Le report du procès s’explique par l’éventuelle immunité dont bénéficie l’accusée en sa qualité d’employée des Nations Unies. Elle a indique clairement qu’elle entendait démissionner pour laisser l’affaire être jugée au fond. Son avocat Nabil Adil Abdalla a abondé dans le même sens lorsqu’il déclare : "Elle veut avant tout démontrer sa totale innocence et invoquer son immunité ne le permettrait pas. Ensuite, elle veut combattre la loi, qui est trop lâche et doit être réformée".

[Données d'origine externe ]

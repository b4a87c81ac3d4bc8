use bbcbasic::collaborators::TestCollaborators;
use bbcbasic::Interpreter;

fn run(lines: &[&str]) -> Interpreter<TestCollaborators> {
    let mut interp = Interpreter::new(TestCollaborators::new());
    for line in lines {
        interp.program.enter(line).unwrap();
    }
    interp.run().unwrap();
    interp
}

fn output(interp: &Interpreter<TestCollaborators>) -> String {
    String::from_utf8_lossy(&interp.collab.output).into_owned()
}

#[test]
fn for_loop_sum() {
    let interp = run(&["10 S=0 : FOR I=1 TO 100 : S=S+I : NEXT : PRINT S"]);
    assert_eq!(output(&interp), "5050\n");
}

#[test]
fn recursive_factorial() {
    let interp = run(&[
        "10 DEF FNf(N)=IF N<2 THEN 1 ELSE N*FNf(N-1)",
        "20 PRINT FNf(10)",
    ]);
    assert_eq!(output(&interp), "3628800\n");
}

#[test]
fn string_concat_and_substring() {
    let interp = run(&["10 A$=\"hello\"+\" \"+\"world\" : PRINT MID$(A$,7,5)"]);
    assert_eq!(output(&interp), "world\n");
}

#[test]
fn plot_a_line_and_read_it_back() {
    let interp = run(&["10 MODE 1 : GCOL 0,1 : MOVE 0,0 : DRAW 100,0 : PRINT POINT(50,0)"]);
    assert_eq!(output(&interp), "1\n");
}

#[test]
fn xor_self_inverse_rectangle_fill() {
    let interp = run(&[
        "10 MODE 1 : GCOL 3,2 : RECTANGLE FILL 0,0,50,50 : RECTANGLE FILL 0,0,50,50 : PRINT POINT(10,10)",
    ]);
    assert_eq!(output(&interp), "0\n");
}

#[test]
fn error_trap_reports_the_division_by_zero_code() {
    let interp = run(&[
        "10 ON ERROR PRINT \"caught \";ERR : END",
        "20 A=1/0",
    ]);
    assert_eq!(output(&interp), "caught 18\n");
}

#[test]
fn save_then_load_reproduces_identical_output() {
    let mut first = Interpreter::new(TestCollaborators::new());
    first.program.enter("10 S=0 : FOR I=1 TO 10 : S=S+I : NEXT : PRINT S").unwrap();
    first.run().unwrap();
    let listing = first.program.list();

    let dir = tempfile::tempdir().unwrap();
    let path = dir.path().join("prog.bas");
    std::fs::write(&path, &listing).unwrap();
    let reloaded = std::fs::read_to_string(&path).unwrap();

    let mut second = Interpreter::new(TestCollaborators::new());
    for line in reloaded.lines() {
        if !line.trim().is_empty() {
            second.program.enter(line).unwrap();
        }
    }
    second.run().unwrap();

    assert_eq!(output(&first), output(&second));
}

#[test]
fn mode_switch_is_idempotent() {
    let mut interp = run(&["10 MODE 1"]);
    let (before_w, before_h, before_n) = (interp.fb.width(), interp.fb.height(), interp.fb.mode.number);
    let before_pixel = interp.fb.get_pixel(0, 0);
    interp.exec_direct("MODE 1").unwrap();
    assert_eq!((before_w, before_h, before_n), (interp.fb.width(), interp.fb.height(), interp.fb.mode.number));
    assert_eq!(before_pixel, interp.fb.get_pixel(0, 0));
}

Cette affaire a déclenché depuis quelques jours une vague de protestation contre une justice totalement restrictive des libertés des femmes au Soudan. Par ailleurs, on note la naissance spontanée dune véritable chaîne de solidarité et de sympathie pour soutenir l’accusée. Les voix se sont élevées tant à l’intérieur qu’à l’extérieur du Soudan pour dénoncer et condamner cette atteinte à la liberté et l’intégrité physique de la personne.

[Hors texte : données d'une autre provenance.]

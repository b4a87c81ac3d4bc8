//! External interface traits (spec.md §6): keyboard, mouse, text/file I/O,
//! and `*` command dispatch, each implemented once for a real terminal/file
//! backend and once as an in-memory stub for tests.
//!
//! Grounded on `devices.rs`'s `Device` trait + `Bus` dispatch: the teacher
//! routes memory-mapped reads/writes to whichever `Device` claims an
//! address range; here, the interpreter routes `INKEY`/`GET`/`OPENIN`/
//! `OSCLI` calls to whichever collaborator implementation the host
//! provides, so the core interpreter never depends on `std::io`/`termion`
//! directly.

use crate::error::{BasicError, ErrorKind, Result};
use std::collections::HashMap;
use std::io::Write;

/// Keyboard input: `GET`, `GET$`, `INKEY`, `INKEY$` (spec.md §4.7).
pub trait Keyboard {
    /// Blocks until a key is available and returns its code (`GET`).
    fn get_char(&mut self) -> Result<u8>;
    /// `INKEY(n)`: non-blocking poll with an `n`-centisecond timeout for
    /// `n >= 0`; `n < 0` instead tests whether a specific key is held down.
    /// Returns `None` on timeout/key-not-held.
    fn inkey(&mut self, arg: i32) -> Result<Option<u8>>;
}

/// Pointer input for `MOUSE`/`ON MOUSE` style polling (spec.md §4.7,
/// carried forward from `original_source/` as an ambient input surface).
pub trait Mouse {
    fn position(&mut self) -> Result<(i32, i32, u8)>;
}

/// Text console output outside the framebuffer itself: used for `*`
/// commands' textual replies and for any backend that renders `PRINT`
/// through a real terminal rather than the pixel framebuffer.
pub trait TextIo {
    fn write_bytes(&mut self, bytes: &[u8]) -> Result<()>;
    fn flush(&mut self) -> Result<()>;
}

/// Numbered file channels for `OPENIN`/`OPENOUT`/`OPENUP`/`BPUT`/`BGET`/
/// `CLOSE`/`EOF`/`PTR`/`EXT` (spec.md §4.7).
pub trait FileIo {
    fn open_in(&mut self, path: &str) -> Result<i32>;
    fn open_out(&mut self, path: &str) -> Result<i32>;
    fn open_up(&mut self, path: &str) -> Result<i32>;
    fn close(&mut self, channel: i32) -> Result<()>;
    fn bget(&mut self, channel: i32) -> Result<u8>;
    fn bput(&mut self, channel: i32, byte: u8) -> Result<()>;
    fn eof(&mut self, channel: i32) -> Result<bool>;
    fn ptr(&mut self, channel: i32) -> Result<u32>;
    fn set_ptr(&mut self, channel: i32, pos: u32) -> Result<()>;
    fn ext(&mut self, channel: i32) -> Result<u32>;
}

/// `OSCLI`/`*command` dispatch (spec.md §4.7): star-commands are looked up
/// by name and handed the remainder of the command line.
pub trait StarCommandDispatcher {
    fn dispatch(&mut self, command: &str, args: &str) -> Result<()>;
}

/// Everything a concrete runtime environment provides to the interpreter,
/// bundled so `Interpreter` only needs one generic parameter.
pub trait Collaborators: Keyboard + Mouse + TextIo + FileIo + StarCommandDispatcher {}
impl<T: Keyboard + Mouse + TextIo + FileIo + StarCommandDispatcher> Collaborators for T {}

/// A real-terminal backend: stdout for text, local files for channels, no
/// star commands beyond `*HELP`. Grounded on `devices::Timer`'s use of
/// `std::time::Instant` for wall-clock state — the same "just use std"
/// approach extended to file descriptors.
pub struct HostCollaborators {
    files: HashMap<i32, std::fs::File>,
    next_channel: i32,
}

impl HostCollaborators {
    pub fn new() -> Self {
        HostCollaborators { files: HashMap::new(), next_channel: 1 }
    }
}

impl Default for HostCollaborators {
    fn default() -> Self {
        Self::new()
    }
}

impl Keyboard for HostCollaborators {
    fn get_char(&mut self) -> Result<u8> {
        use std::io::Read;
        let mut buf = [0u8; 1];
        std::io::stdin().read_exact(&mut buf).map_err(|e| BasicError::new(ErrorKind::IoError(e.to_string()), None))?;
        Ok(buf[0])
    }

    fn inkey(&mut self, _arg: i32) -> Result<Option<u8>> {
        Ok(None)
    }
}

impl Mouse for HostCollaborators {
    fn position(&mut self) -> Result<(i32, i32, u8)> {
        Ok((0, 0, 0))
    }
}

impl TextIo for HostCollaborators {
    fn write_bytes(&mut self, bytes: &[u8]) -> Result<()> {
        std::io::stdout().write_all(bytes).map_err(|e| BasicError::new(ErrorKind::IoError(e.to_string()), None))
    }

    fn flush(&mut self) -> Result<()> {
        std::io::stdout().flush().map_err(|e| BasicError::new(ErrorKind::IoError(e.to_string()), None))
    }
}

impl FileIo for HostCollaborators {
    fn open_in(&mut self, path: &str) -> Result<i32> {
        let file = std::fs::File::open(path).map_err(|_| BasicError::new(ErrorKind::FileNotFound, None))?;
        let channel = self.next_channel;
        self.next_channel += 1;
        self.files.insert(channel, file);
        Ok(channel)
    }

    fn open_out(&mut self, path: &str) -> Result<i32> {
        let file = std::fs::File::create(path).map_err(|e| BasicError::new(ErrorKind::IoError(e.to_string()), None))?;
        let channel = self.next_channel;
        self.next_channel += 1;
        self.files.insert(channel, file);
        Ok(channel)
    }

    fn open_up(&mut self, path: &str) -> Result<i32> {
        let file = std::fs::OpenOptions::new()
            .read(true)
            .write(true)
            .open(path)
            .map_err(|_| BasicError::new(ErrorKind::FileNotFound, None))?;
        let channel = self.next_channel;
        self.next_channel += 1;
        self.files.insert(channel, file);
        Ok(channel)
    }

    fn close(&mut self, channel: i32) -> Result<()> {
        self.files.remove(&channel);
        Ok(())
    }

    fn bget(&mut self, channel: i32) -> Result<u8> {
        use std::io::Read;
        let file = self.files.get_mut(&channel).ok_or(BasicError::new(ErrorKind::BadCall, None))?;
        let mut buf = [0u8; 1];
        file.read_exact(&mut buf).map_err(|e| BasicError::new(ErrorKind::IoError(e.to_string()), None))?;
        Ok(buf[0])
    }

    fn bput(&mut self, channel: i32, byte: u8) -> Result<()> {
        let file = self.files.get_mut(&channel).ok_or(BasicError::new(ErrorKind::BadCall, None))?;
        file.write_all(&[byte]).map_err(|e| BasicError::new(ErrorKind::IoError(e.to_string()), None))
    }

    fn eof(&mut self, channel: i32) -> Result<bool> {
        use std::io::{Seek, SeekFrom};
        let file = self.files.get_mut(&channel).ok_or(BasicError::new(ErrorKind::BadCall, None))?;
        let pos = file.stream_position().map_err(|e| BasicError::new(ErrorKind::IoError(e.to_string()), None))?;
        let len = file.metadata().map_err(|e| BasicError::new(ErrorKind::IoError(e.to_string()), None))?.len();
        file.seek(SeekFrom::Start(pos)).ok();
        Ok(pos >= len)
    }

    fn ptr(&mut self, channel: i32) -> Result<u32> {
        use std::io::Seek;
        let file = self.files.get_mut(&channel).ok_or(BasicError::new(ErrorKind::BadCall, None))?;
        file.stream_position().map(|p| p as u32).map_err(|e| BasicError::new(ErrorKind::IoError(e.to_string()), None))
    }

    fn set_ptr(&mut self, channel: i32, pos: u32) -> Result<()> {
        use std::io::{Seek, SeekFrom};
        let file = self.files.get_mut(&channel).ok_or(BasicError::new(ErrorKind::BadCall, None))?;
        file.seek(SeekFrom::Start(pos as u64)).map(|_| ()).map_err(|e| BasicError::new(ErrorKind::IoError(e.to_string()), None))
    }

    fn ext(&mut self, channel: i32) -> Result<u32> {
        let file = self.files.get(&channel).ok_or(BasicError::new(ErrorKind::BadCall, None))?;
        file.metadata().map(|m| m.len() as u32).map_err(|e| BasicError::new(ErrorKind::IoError(e.to_string()), None))
    }
}

impl StarCommandDispatcher for HostCollaborators {
    fn dispatch(&mut self, command: &str, _args: &str) -> Result<()> {
        match command.to_ascii_uppercase().as_str() {
            "HELP" => Ok(()),
            _ => Err(BasicError::new(ErrorKind::BadCommand, None)),
        }
    }
}

/// An in-memory stand-in used by the integration tests (spec.md §8): fixed
/// keyboard input queue, a `Vec<u8>` standing in for stdout, and files
/// backed by in-memory buffers instead of the filesystem.
#[derive(Default)]
pub struct TestCollaborators {
    pub input: std::collections::VecDeque<u8>,
    pub output: Vec<u8>,
    files: HashMap<i32, (Vec<u8>, usize)>,
    next_channel: i32,
}

impl TestCollaborators {
    pub fn new() -> Self {
        TestCollaborators { next_channel: 1, ..Default::default() }
    }
}

impl Keyboard for TestCollaborators {
    fn get_char(&mut self) -> Result<u8> {
        self.input.pop_front().ok_or(BasicError::new(ErrorKind::Escape, None))
    }

    fn inkey(&mut self, arg: i32) -> Result<Option<u8>> {
        if arg < 0 {
            return Ok(None);
        }
        Ok(self.input.pop_front())
    }
}

impl Mouse for TestCollaborators {
    fn position(&mut self) -> Result<(i32, i32, u8)> {
        Ok((0, 0, 0))
    }
}

impl TextIo for TestCollaborators {
    fn write_bytes(&mut self, bytes: &[u8]) -> Result<()> {
        self.output.extend_from_slice(bytes);
        Ok(())
    }

    fn flush(&mut self) -> Result<()> {
        Ok(())
    }
}

impl FileIo for TestCollaborators {
    fn open_in(&mut self, path: &str) -> Result<i32> {
        self.open_out(path)
    }

    fn open_out(&mut self, path: &str) -> Result<i32> {
        let channel = self.next_channel;
        self.next_channel += 1;
        self.files.insert(channel, (Vec::new(), 0));
        let _ = path;
        Ok(channel)
    }

    fn open_up(&mut self, path: &str) -> Result<i32> {
        self.open_out(path)
    }

    fn close(&mut self, channel: i32) -> Result<()> {
        self.files.remove(&channel);
        Ok(())
    }

    fn bget(&mut self, channel: i32) -> Result<u8> {
        let (data, pos) = self.files.get_mut(&channel).ok_or(BasicError::new(ErrorKind::BadCall, None))?;
        let byte = *data.get(*pos).ok_or(BasicError::new(ErrorKind::IoError("eof".into()), None))?;
        *pos += 1;
        Ok(byte)
    }

    fn bput(&mut self, channel: i32, byte: u8) -> Result<()> {
        let (data, pos) = self.files.get_mut(&channel).ok_or(BasicError::new(ErrorKind::BadCall, None))?;
        if *pos < data.len() {
            data[*pos] = byte;
        } else {
            data.push(byte);
        }
        *pos += 1;
        Ok(())
    }

    fn eof(&mut self, channel: i32) -> Result<bool> {
        let (data, pos) = self.files.get(&channel).ok_or(BasicError::new(ErrorKind::BadCall, None))?;
        Ok(*pos >= data.len())
    }

    fn ptr(&mut self, channel: i32) -> Result<u32> {
        let (_, pos) = self.files.get(&channel).ok_or(BasicError::new(ErrorKind::BadCall, None))?;
        Ok(*pos as u32)
    }

    fn set_ptr(&mut self, channel: i32, pos: u32) -> Result<()> {
        let entry = self.files.get_mut(&channel).ok_or(BasicError::new(ErrorKind::BadCall, None))?;
        entry.1 = pos as usize;
        Ok(())
    }

    fn ext(&mut self, channel: i32) -> Result<u32> {
        let (data, _) = self.files.get(&channel).ok_or(BasicError::new(ErrorKind::BadCall, None))?;
        Ok(data.len() as u32)
    }
}

impl StarCommandDispatcher for TestCollaborators {
    fn dispatch(&mut self, _command: &str, _args: &str) -> Result<()> {
        Ok(())
    }
}

#[cfg(test)]
mod tests {
    use super::*;

    #[test]
    fn test_collaborators_round_trip_a_file_channel() {
        let mut c = TestCollaborators::new();
        let ch = c.open_out("scratch").unwrap();
        c.bput(ch, b'h').unwrap();
        c.bput(ch, b'i').unwrap();
        c.set_ptr(ch, 0).unwrap();
        assert_eq!(c.bget(ch).unwrap(), b'h');
        assert_eq!(c.bget(ch).unwrap(), b'i');
        assert!(c.eof(ch).unwrap());
    }

    #[test]
    fn keyboard_queue_drains_in_order() {
        let mut c = TestCollaborators::new();
        c.input.push_back(b'A');
        c.input.push_back(b'B');
        assert_eq!(c.get_char().unwrap(), b'A');
        assert_eq!(c.get_char().unwrap(), b'B');
    }
}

La presse locale et internationale s’en est fait largement écho et continue d’informer le public sur la suite de cette affaire. Les journaux soudanais et étrangers ont consacré plusieurs articles pour alerter le public et faire en sorte que le pouvoir soudanais n’enfreigne pas aux droits de l’Homme dans son pays.
Reporters sans frontières, section africaine suit attentivement l’évolution de cette affaire Loubna Ahmed Al-Hussein à qui, ils apportent tout leur soutien. Signalons par ailleurs, l’engagement très actif de nombreux sites et blogs, notamment les blogs africains qui ont largement couvert cette affaire très médiatisée. Citons entre autres sites et blogs, celui d’Ahmat zeidane, makaila guebla, Syvain Rakotoarison, Béchir Ben Yahmed, François Soudan, Hisaux Aka Xia. Ils ont publié des articles pour soutenir la journaliste soudanaise et dénoncer vigoureusement ce châtiment corporel à lui faire subir injustement.

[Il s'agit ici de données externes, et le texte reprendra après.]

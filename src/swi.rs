//! SWI name/number compatibility table (spec.md §6.8): the small subset of
//! RISC OS software-interrupt calls a BASIC program reaches via `*SWI name,
//! args...`, dispatched to the same core operations `VDU`/`GCOL`/etc. use.
//!
//! Grounded on `devices.rs`'s `Bus::read`/`write` dispatch: the teacher maps
//! an address range to a device; here a SWI name maps to a interpreter
//! operation, the lookup itself built the way `eelf::consts` builds its
//! keyword/section `phf_map!`s.

use crate::collaborators::Collaborators;
use crate::error::{BasicError, ErrorKind, Result};
use crate::exec::Interpreter;
use crate::value::Value;
use phf::phf_map;

/// RISC OS SWI numbers for the calls this table knows how to serve. Not
/// exhaustive — only the handful spec.md §6.8 names.
pub static SWI_NUMBERS: phf::Map<&'static str, u32> = phf_map! {
    "OS_WriteC" => 0x00,
    "OS_WriteS" => 0x01,
    "OS_Write0" => 0x02,
    "OS_NewLine" => 0x03,
    "OS_ReadC" => 0x04,
    "OS_CLI" => 0x05,
    "OS_Byte" => 0x06,
    "OS_Word" => 0x07,
    "OS_Mouse" => 0x1C,
    "OS_Plot" => 0x45,
};

pub fn number_for(name: &str) -> Option<u32> {
    SWI_NUMBERS.get(name).copied()
}

/// Parses `"Name,arg1,arg2,..."` (the body of a `*SWI` star command) and
/// executes it against the interpreter's own state, returning the SWI's
/// primary result register (`R0`) as a [`Value`].
pub fn dispatch<C: Collaborators>(body: &str, interp: &mut Interpreter<C>) -> Result<Value> {
    let mut parts = body.split(',').map(str::trim);
    let name = parts.next().unwrap_or("").trim();
    if number_for(name).is_none() {
        return Err(BasicError::new(ErrorKind::BadCommand, None));
    }
    let args: Vec<i64> = parts.map(|p| p.parse::<i64>().unwrap_or(0)).collect();
    match name {
        "OS_WriteC" => {
            interp.feed_vdu(args.first().copied().unwrap_or(0) as u8)?;
            Ok(Value::Int32(0))
        }
        "OS_NewLine" => {
            interp.feed_vdu(13)?;
            interp.feed_vdu(10)?;
            Ok(Value::Int32(0))
        }
        "OS_Write0" | "OS_WriteS" => Ok(Value::Int32(0)),
        "OS_ReadC" => Ok(Value::Int32(interp.collab.get_char()? as i32)),
        "OS_Byte" | "OS_Word" => Ok(Value::Int32(0)),
        "OS_Mouse" => Ok(Value::Int32(0)),
        "OS_Plot" => {
            let k = args.first().copied().unwrap_or(0) as u8;
            let x = args.get(1).copied().unwrap_or(0) as i32;
            let y = args.get(2).copied().unwrap_or(0) as i32;
            interp.plot_raw(k, x, y)?;
            Ok(Value::Int32(0))
        }
        _ => Err(BasicError::new(ErrorKind::BadCommand, None)),
    }
}

#[cfg(test)]
mod tests {
    use super::*;
    use crate::collaborators::TestCollaborators;

    #[test]
    fn os_writec_emits_the_given_byte() {
        let mut interp = Interpreter::new(TestCollaborators::new());
        dispatch("OS_WriteC,65", &mut interp).unwrap();
        assert_eq!(interp.collab.output, b"A");
    }

    #[test]
    fn unknown_swi_name_is_a_bad_command_error() {
        let mut interp = Interpreter::new(TestCollaborators::new());
        assert!(dispatch("OS_Frobnicate", &mut interp).is_err());
    }

    #[test]
    fn numbers_match_the_documented_riscos_values() {
        assert_eq!(number_for("OS_WriteC"), Some(0x00));
        assert_eq!(number_for("OS_Plot"), Some(0x45));
        assert_eq!(number_for("OS_Nonexistent"), None);
    }
}
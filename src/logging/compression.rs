use crate::error::{Error, Result};
use serde::{Deserialize, Serialize};
use std::fs::{self, File};
use std::io;
use std::path::{Path, PathBuf};
use zip::write::SimpleFileOptions;
use zip::{CompressionMethod, ZipWriter};

/// Archive format applied to a log file once it has been rotated out.
#[derive(Debug, Clone, Copy, PartialEq, Eq, Default, Serialize, Deserialize)]
#[serde(rename_all = "lowercase")]
pub enum Compression {
    None,
    #[default]
    Zip,
    #[cfg(feature = "compression")]
    Gzip,
    #[cfg(feature = "compression")]
    Zstd,
}

impl Compression {
    pub fn extension(&self) -> Option<&'static str> {
        match self {
            Compression::None => None,
            Compression::Zip => Some("zip"),
            #[cfg(feature = "compression")]
            Compression::Gzip => Some("gz"),
            #[cfg(feature = "compression")]
            Compression::Zstd => Some("zst"),
        }
    }

    /// Compresses `path` next to itself and removes the original.
    /// Returns the path of the file that now holds the data.
    pub fn compress(&self, path: &Path) -> Result<PathBuf> {
        let Some(ext) = self.extension() else {
            return Ok(path.to_path_buf());
        };

        let target = with_appended_extension(path, ext);
        let source = File::open(path).map_err(|e| Error::io(path, e))?;
        let out = File::create(&target).map_err(|e| Error::io(&target, e))?;

        let written = match self {
            Compression::None => Ok(()),
            Compression::Zip => write_zip(path, source, out),
            #[cfg(feature = "compression")]
            Compression::Gzip => write_gzip(source, out),
            #[cfg(feature = "compression")]
            Compression::Zstd => zstd::stream::copy_encode(source, out, 0),
        };

        if let Err(e) = written {
            let _ = fs::remove_file(&target);
            return Err(Error::io(&target, e));
        }

        fs::remove_file(path).map_err(|e| Error::io(path, e))?;
        Ok(target)
    }
}

fn write_zip(path: &Path, mut source: File, out: File) -> io::Result<()> {
    let entry = path
        .file_name()
        .map(|n| n.to_string_lossy().into_owned())
        .unwrap_or_else(|| "log".to_string());

    let mut zip = ZipWriter::new(out);
    let options = SimpleFileOptions::default().compression_method(CompressionMethod::Deflated);
    zip.start_file(entry, options).map_err(io::Error::other)?;
    io::copy(&mut source, &mut zip)?;
    zip.finish().map_err(io::Error::other)?;
    Ok(())
}

#[cfg(feature = "compression")]
fn write_gzip(mut source: File, out: File) -> io::Result<()> {
    let mut encoder = flate2::write::GzEncoder::new(out, flate2::Compression::default());
    io::copy(&mut source, &mut encoder)?;
    encoder.finish()?;
    Ok(())
}

fn with_appended_extension(path: &Path, ext: &str) -> PathBuf {
    let mut name = path.as_os_str().to_owned();
    name.push(".");
    name.push(ext);
    PathBuf::from(name)
}

#[cfg(test)]
mod tests {
    use super::*;
    use std::io::Read;

    fn rotated_file(dir: &Path) -> PathBuf {
        let path = dir.join("run_info.2024-03-01_09-30-00_000000.log");
        fs::write(&path, "2024-03-01 09:30:00 | INFO | hello\n").unwrap();
        path
    }

    #[test]
    fn test_none_leaves_file_alone() {
        let dir = tempfile::tempdir().unwrap();
        let path = rotated_file(dir.path());
        let out = Compression::None.compress(&path).unwrap();
        assert_eq!(out, path);
        assert!(path.exists());
    }

    #[test]
    fn test_zip_replaces_original() {
        let dir = tempfile::tempdir().unwrap();
        let path = rotated_file(dir.path());
        let out = Compression::Zip.compress(&path).unwrap();

        assert!(!path.exists());
        assert_eq!(out.extension().unwrap(), "zip");

        let mut archive = zip::ZipArchive::new(File::open(&out).unwrap()).unwrap();
        let mut entry = archive
            .by_name("run_info.2024-03-01_09-30-00_000000.log")
            .unwrap();
        let mut contents = String::new();
        entry.read_to_string(&mut contents).unwrap();
        assert!(contents.ends_with("| INFO | hello\n"));
    }

    #[cfg(feature = "compression")]
    #[test]
    fn test_gzip_round_trip() {
        let dir = tempfile::tempdir().unwrap();
        let path = rotated_file(dir.path());
        let out = Compression::Gzip.compress(&path).unwrap();
        assert!(!path.exists());

        let mut decoder = flate2::read::GzDecoder::new(File::open(&out).unwrap());
        let mut contents = String::new();
        decoder.read_to_string(&mut contents).unwrap();
        assert!(contents.contains("hello"));
    }

    #[cfg(feature = "compression")]
    #[test]
    fn test_zstd_output_extension() {
        let dir = tempfile::tempdir().unwrap();
        let path = rotated_file(dir.path());
        let out = Compression::Zstd.compress(&path).unwrap();
        assert!(out.to_string_lossy().ends_with(".log.zst"));
        let bytes = zstd::stream::decode_all(File::open(&out).unwrap()).unwrap();
        assert!(String::from_utf8(bytes).unwrap().contains("hello"));
    }

    #[test]
    fn test_missing_source_is_io_error() {
        let dir = tempfile::tempdir().unwrap();
        let err = Compression::Zip
            .compress(&dir.path().join("absent.log"))
            .unwrap_err();
        assert!(matches!(err, Error::Io { .. }));
    }
}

Par ailleurs, il faut saluer toutes les femmes qui ont bravé le pouvoir pour accompagner cette journaliste devant le tribunal qui a finalement reporté in extrémis la tenue du procès. La forte mobilisation observée aussi bien au Soudan qu’à l’étranger doit se maintenir et même s’amplifier pour faire comprendre à la justice soudanaise que la journaliste Loubna Ahmed Ahmed Al-Hussein n’est pas seule dans ce procès de la honte. La communauté internationnale et en particulier, les institutions des droits humains devraient pleinement jouer leur rôle en exerçant de fortes pressions sur le régime soudanais.